## Problem description
Go over the listing that follows and work out how many lines have the string "height"; reply with the number by itself.

## Extracted data
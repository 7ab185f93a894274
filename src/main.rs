//! Framecache Tool
//!
//! Inspect, exercise and purge an on-disk frame cache.
//!
//! ```text
//! framecache inspect            per-bucket file counts and bytes
//! framecache stress             allocate, fill, evict, reopen and verify entries
//! framecache purge              delete every cache file
//! ```

use std::collections::BTreeMap;
use std::path::{Path, PathBuf};
use std::sync::Arc;
use std::time::Instant;

use anyhow::{bail, Context};
use clap::{Parser, Subcommand};
use serde::Serialize;
use tracing::{debug, info, warn, Level};
use tracing_subscriber::{fmt, prelude::*, EnvFilter};

use framecache::cache::{layout, RegistryStats, UsageSnapshot};
use framecache::{
    CacheConfig, EntryRegistry, FrameKey, HashKey, NonKeyParams, StorageMode, UsageTracker,
};

// =============================================================================
// CLI Arguments
// =============================================================================

/// Framecache - disk-backed frame cache tool
#[derive(Parser, Debug)]
#[command(author, version, about, long_about = None)]
struct Args {
    /// Cache root directory
    #[arg(long, env = "FRAMECACHE_DIR", default_value_os_t = CacheConfig::default().cache_dir)]
    cache_dir: PathBuf,

    /// Log level (trace, debug, info, warn, error)
    #[arg(long, env = "LOG_LEVEL", default_value = "info")]
    log_level: String,

    /// Output logs as JSON
    #[arg(long, env = "LOG_JSON")]
    log_json: bool,

    #[command(subcommand)]
    command: Command,
}

#[derive(Subcommand, Debug)]
enum Command {
    /// Summarise the cache files found on disk
    Inspect {
        /// Print the summary as JSON
        #[arg(long)]
        json: bool,
    },

    /// Drive entries through their whole storage lifecycle
    Stress {
        /// Number of frame entries
        #[arg(long, default_value = "64")]
        entries: usize,

        /// Blocking worker threads
        #[arg(long, default_value = "4")]
        workers: usize,

        /// Cost hint: negative skips allocation, 0 is RAM, positive is disk
        #[arg(long, default_value = "1", allow_negative_numbers = true)]
        cost: i32,

        /// Frame width in pixels
        #[arg(long, default_value = "256")]
        width: u32,

        /// Frame height in pixels
        #[arg(long, default_value = "256")]
        height: u32,

        /// Keep the cache files instead of clearing them at the end
        #[arg(long)]
        keep: bool,
    },

    /// Delete every cache file
    Purge {
        /// List what would be deleted without deleting
        #[arg(long)]
        dry_run: bool,
    },
}

#[derive(Debug, Clone, Copy)]
struct StressOptions {
    entries: usize,
    workers: usize,
    cost: i32,
    width: u32,
    height: u32,
}

// =============================================================================
// Main
// =============================================================================

#[tokio::main]
async fn main() -> anyhow::Result<()> {
    let args = Args::parse();

    init_logging(&args);

    info!("framecache {}", framecache::VERSION);
    info!("  Cache dir: {}", args.cache_dir.display());

    let config = CacheConfig::new(args.cache_dir.clone());
    config.validate().context("invalid cache configuration")?;

    match args.command {
        Command::Inspect { json } => run_inspect(&config.cache_dir, json),
        Command::Stress {
            entries,
            workers,
            cost,
            width,
            height,
            keep,
        } => {
            let opts = StressOptions {
                entries,
                workers: workers.max(1),
                cost,
                width,
                height,
            };
            run_stress(config, opts, keep).await
        }
        Command::Purge { dry_run } => run_purge(&config.cache_dir, dry_run),
    }
}

fn init_logging(args: &Args) {
    let level = match args.log_level.to_lowercase().as_str() {
        "trace" => Level::TRACE,
        "debug" => Level::DEBUG,
        "info" => Level::INFO,
        "warn" => Level::WARN,
        "error" => Level::ERROR,
        _ => Level::INFO,
    };

    let filter = EnvFilter::from_default_env().add_directive(level.into());

    if args.log_json {
        tracing_subscriber::registry()
            .with(filter)
            .with(fmt::layer().json())
            .init();
    } else {
        tracing_subscriber::registry()
            .with(filter)
            .with(fmt::layer().with_target(true))
            .init();
    }
}

// =============================================================================
// Inspect
// =============================================================================

#[derive(Debug, Default, Serialize)]
struct BucketSummary {
    files: usize,
    bytes: u64,
}

#[derive(Debug, Serialize)]
struct InspectReport {
    cache_dir: PathBuf,
    files: usize,
    bytes: u64,
    buckets: BTreeMap<String, BucketSummary>,
}

fn run_inspect(cache_dir: &Path, json: bool) -> anyhow::Result<()> {
    let files = layout::scan(cache_dir)
        .with_context(|| format!("failed to scan {}", cache_dir.display()))?;

    let mut buckets: BTreeMap<String, BucketSummary> = BTreeMap::new();
    for file in &files {
        let bucket = buckets.entry(layout::bucket_for_hash(file.hash)).or_default();
        bucket.files += 1;
        bucket.bytes += file.size;
    }

    let report = InspectReport {
        cache_dir: cache_dir.to_path_buf(),
        files: files.len(),
        bytes: files.iter().map(|f| f.size).sum(),
        buckets,
    };

    if json {
        println!("{}", serde_json::to_string_pretty(&report)?);
        return Ok(());
    }

    println!("{}", report.cache_dir.display());
    for (name, bucket) in &report.buckets {
        println!("  {}  {:>6} files  {:>14} bytes", name, bucket.files, bucket.bytes);
    }
    println!("total  {} files  {} bytes", report.files, report.bytes);
    Ok(())
}

// =============================================================================
// Stress
// =============================================================================

#[derive(Debug, Serialize)]
struct StressReport {
    entries: usize,
    workers: usize,
    cost: i32,
    evicted_to_disk: usize,
    verified: usize,
    elapsed_ms: u128,
    registry: RegistryStats,
    usage: UsageSnapshot,
}

type Registry = EntryRegistry<f32, FrameKey>;

fn frame_key(opts: &StressOptions, index: usize) -> HashKey<FrameKey> {
    HashKey::new(FrameKey::new(opts.width, opts.height, "rgba").with_time(index as i32))
}

fn fill_value(time: i32) -> f32 {
    time as f32 + 0.5
}

/// Allocate, fill and evict this worker's share of entries; returns the
/// hashes and times of entries left on disk
fn fill_worker(
    registry: &Registry,
    worker: usize,
    opts: &StressOptions,
) -> framecache::Result<Vec<(u64, i32)>> {
    let mut on_disk = Vec::new();
    for index in (worker..opts.entries).step_by(opts.workers) {
        let key = frame_key(opts, index);
        let params = NonKeyParams::new(key.params().elements_count(), opts.cost);
        let time = key.time();

        let (handle, created) = registry.get_or_create(key, Arc::new(params))?;
        let hash = {
            let mut entry = handle.write();
            if let Some(data) = entry.writable() {
                data.fill(fill_value(time));
            }
            entry.flush()?;
            entry.hash_key()
        };
        debug!(worker, time, created, "filled entry");

        if registry.evict_to_disk(hash) == Some(StorageMode::Disk) {
            on_disk.push((hash, time));
        }
    }
    Ok(on_disk)
}

/// Reopen evicted entries and check their content survived
fn verify_worker(registry: &Registry, entries: &[(u64, i32)]) -> anyhow::Result<usize> {
    let mut verified = 0;
    for &(hash, time) in entries {
        let Some(handle) = registry.get(hash)? else {
            bail!("entry {:016x} vanished after eviction", hash);
        };
        let entry = handle.read();
        let Some(data) = entry.readable() else {
            bail!("entry {:016x} has no data after reopening", hash);
        };
        let expected = fill_value(time);
        if let Some(pos) = data.iter().position(|v| *v != expected) {
            bail!(
                "entry {:016x} differs at element {}: {} != {}",
                hash,
                pos,
                data[pos],
                expected
            );
        }
        verified += 1;
    }
    Ok(verified)
}

async fn run_stress(config: CacheConfig, opts: StressOptions, keep: bool) -> anyhow::Result<()> {
    info!(
        entries = opts.entries,
        workers = opts.workers,
        cost = opts.cost,
        "starting stress run"
    );
    let started = Instant::now();

    let usage = Arc::new(UsageTracker::new());
    let registry: Arc<Registry> = Arc::new(EntryRegistry::new(config, usage.clone())?);

    let mut fillers = Vec::with_capacity(opts.workers);
    for worker in 0..opts.workers {
        let registry = registry.clone();
        fillers.push(tokio::task::spawn_blocking(move || {
            fill_worker(&registry, worker, &opts)
        }));
    }

    let mut on_disk = Vec::new();
    for filler in fillers {
        on_disk.extend(filler.await.context("fill worker panicked")??);
    }
    info!(evicted = on_disk.len(), "fill phase done");

    let evicted_to_disk = on_disk.len();
    let mut verifiers = Vec::with_capacity(opts.workers);
    for chunk in on_disk.chunks(on_disk.len().div_ceil(opts.workers).max(1)) {
        let registry = registry.clone();
        let chunk = chunk.to_vec();
        verifiers.push(tokio::task::spawn_blocking(move || {
            verify_worker(&registry, &chunk)
        }));
    }

    let mut verified = 0;
    for verifier in verifiers {
        verified += verifier.await.context("verify worker panicked")??;
    }

    let report = StressReport {
        entries: opts.entries,
        workers: opts.workers,
        cost: opts.cost,
        evicted_to_disk,
        verified,
        elapsed_ms: started.elapsed().as_millis(),
        registry: registry.stats(),
        usage: usage.snapshot(),
    };

    if !keep {
        let removed = registry.clear()?;
        debug!(removed, "cleared registry");
    }

    println!("{}", serde_json::to_string_pretty(&report)?);
    Ok(())
}

// =============================================================================
// Purge
// =============================================================================

fn run_purge(cache_dir: &Path, dry_run: bool) -> anyhow::Result<()> {
    let files = layout::scan(cache_dir)
        .with_context(|| format!("failed to scan {}", cache_dir.display()))?;

    let mut removed = 0usize;
    let mut bytes = 0u64;
    for file in &files {
        if dry_run {
            println!("{}", file.path.display());
            continue;
        }
        match std::fs::remove_file(&file.path) {
            Ok(()) => {
                removed += 1;
                bytes += file.size;
            }
            Err(e) => warn!(path = %file.path.display(), error = %e, "failed to delete cache file"),
        }
    }

    if !dry_run {
        // Bucket directories left empty are removed; non-empty ones fail silently
        for file in &files {
            if let Some(bucket) = file.path.parent() {
                let _ = std::fs::remove_dir(bucket);
            }
        }
        info!(removed, bytes, "purged cache files");
    }

    println!(
        "{} {} files ({} bytes)",
        if dry_run { "would delete" } else { "deleted" },
        if dry_run { files.len() } else { removed },
        if dry_run { files.iter().map(|f| f.size).sum() } else { bytes }
    );
    Ok(())
}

## Response for this exercise
6